* **SOURCE RECORDS**:

=== Begin Enclosure ===

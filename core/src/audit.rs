//! Append-only audit sinks.
//!
//! The controller writes exactly one entry per state change, before the change
//! is committed. A sink that cannot accept a write blocks the mutation.

use std::fs::{self, File, OpenOptions};
use std::io::{BufRead, BufReader, Read, Seek, SeekFrom, Write};
use std::path::{Path, PathBuf};
use std::sync::atomic::{AtomicBool, Ordering};
use std::sync::{Mutex, PoisonError};

use bastion_types::{AuditAction, AuditEntry, AuditError};

/// Destination for audit records. Must never reject a well-formed write
/// while healthy.
pub trait AuditSink: Send + Sync {
    fn append(&self, entry: &AuditEntry) -> Result<(), AuditError>;

    /// Most recent entries, newest first.
    fn recent(&self, limit: usize) -> Result<Vec<AuditEntry>, AuditError>;
}

/// In-process audit log. Can be toggled unavailable to exercise the
/// blocked-mutation path.
#[derive(Debug)]
pub struct MemoryAuditLog {
    entries: Mutex<Vec<AuditEntry>>,
    available: AtomicBool,
}

impl Default for MemoryAuditLog {
    fn default() -> Self {
        Self {
            entries: Mutex::new(Vec::new()),
            available: AtomicBool::new(true),
        }
    }
}

impl MemoryAuditLog {
    #[must_use]
    pub fn new() -> Self {
        Self::default()
    }

    pub fn set_available(&self, available: bool) {
        self.available.store(available, Ordering::SeqCst);
    }

    #[must_use]
    pub fn entries(&self) -> Vec<AuditEntry> {
        self.entries
            .lock()
            .unwrap_or_else(PoisonError::into_inner)
            .clone()
    }

    #[must_use]
    pub fn actions(&self) -> Vec<AuditAction> {
        self.entries
            .lock()
            .unwrap_or_else(PoisonError::into_inner)
            .iter()
            .map(|entry| entry.action)
            .collect()
    }

    #[must_use]
    pub fn len(&self) -> usize {
        self.entries
            .lock()
            .unwrap_or_else(PoisonError::into_inner)
            .len()
    }

    #[must_use]
    pub fn is_empty(&self) -> bool {
        self.len() == 0
    }
}

impl AuditSink for MemoryAuditLog {
    fn append(&self, entry: &AuditEntry) -> Result<(), AuditError> {
        if !self.available.load(Ordering::SeqCst) {
            return Err(AuditError::Unavailable {
                reason: "memory audit log disabled".to_string(),
            });
        }
        self.entries
            .lock()
            .unwrap_or_else(PoisonError::into_inner)
            .push(entry.clone());
        Ok(())
    }

    fn recent(&self, limit: usize) -> Result<Vec<AuditEntry>, AuditError> {
        let entries = self.entries.lock().unwrap_or_else(PoisonError::into_inner);
        Ok(entries.iter().rev().take(limit).cloned().collect())
    }
}

/// Durable audit log: one JSON object per line, synced on every append.
#[derive(Debug)]
pub struct JsonlAuditLog {
    path: PathBuf,
    file: Mutex<File>,
}

impl JsonlAuditLog {
    /// Open (or create) the log for appending. The parent directory is
    /// created if missing; on Unix the file is owner read/write only.
    pub fn open(path: impl AsRef<Path>) -> Result<Self, AuditError> {
        let path = path.as_ref();
        if let Some(parent) = path.parent()
            && !parent.as_os_str().is_empty()
            && !parent.exists()
        {
            fs::create_dir_all(parent)?;
        }

        let mut options = OpenOptions::new();
        options.create(true).append(true);
        #[cfg(unix)]
        {
            use std::os::unix::fs::OpenOptionsExt;
            options.mode(0o600);
        }
        let mut file = options.open(path)?;
        if ends_mid_line(path)? {
            tracing::warn!(path = %path.display(), "Audit log ends in a torn line; terminating it");
            file.write_all(b"\n")?;
            file.sync_data()?;
        }
        tracing::debug!(path = %path.display(), "Audit log opened");

        Ok(Self {
            path: path.to_path_buf(),
            file: Mutex::new(file),
        })
    }

    #[must_use]
    pub fn path(&self) -> &Path {
        &self.path
    }
}

impl AuditSink for JsonlAuditLog {
    fn append(&self, entry: &AuditEntry) -> Result<(), AuditError> {
        let mut line = serde_json::to_string(entry)?;
        line.push('\n');
        let mut file = self.file.lock().unwrap_or_else(PoisonError::into_inner);
        let len = file.metadata()?.len();
        if let Err(err) = write_synced(&mut file, line.as_bytes()) {
            // A partial write must not run into the next entry.
            if let Err(rollback) = file.set_len(len) {
                tracing::error!(path = %self.path.display(), error = %rollback, "Audit log rollback failed");
            }
            return Err(err.into());
        }
        Ok(())
    }

    fn recent(&self, limit: usize) -> Result<Vec<AuditEntry>, AuditError> {
        // Hold the writer lock so a concurrent append cannot leave a torn line.
        let _guard = self.file.lock().unwrap_or_else(PoisonError::into_inner);
        let reader = BufReader::new(File::open(&self.path)?);
        let mut entries = Vec::new();
        for line in reader.lines() {
            let line = line?;
            if line.trim().is_empty() {
                continue;
            }
            match serde_json::from_str::<AuditEntry>(&line) {
                Ok(entry) => entries.push(entry),
                Err(err) => {
                    tracing::warn!(path = %self.path.display(), error = %err, "Skipping unreadable audit line");
                }
            }
        }
        Ok(entries.into_iter().rev().take(limit).collect())
    }
}

fn write_synced(file: &mut File, bytes: &[u8]) -> std::io::Result<()> {
    file.write_all(bytes)?;
    file.flush()?;
    file.sync_data()
}

/// Whether a non-empty file lacks its trailing newline.
fn ends_mid_line(path: &Path) -> std::io::Result<bool> {
    let mut file = File::open(path)?;
    if file.metadata()?.len() == 0 {
        return Ok(false);
    }
    file.seek(SeekFrom::End(-1))?;
    let mut last = [0u8; 1];
    file.read_exact(&mut last)?;
    Ok(last[0] != b'\n')
}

=== End Enclosure ===

Please show each line in the records above that contains "display".

* **ANSWER BELOW**:
            tracing::warn!(path = %path.display(), "Audit log ends in a torn line; terminating it");
        tracing::debug!(path = %path.display(), "Audit log opened");
                tracing::error!(path = %self.path.display(), error = %rollback, "Audit log rollback failed");
                    tracing::warn!(path = %self.path.display(), error = %err, "Skipping unreadable audit line");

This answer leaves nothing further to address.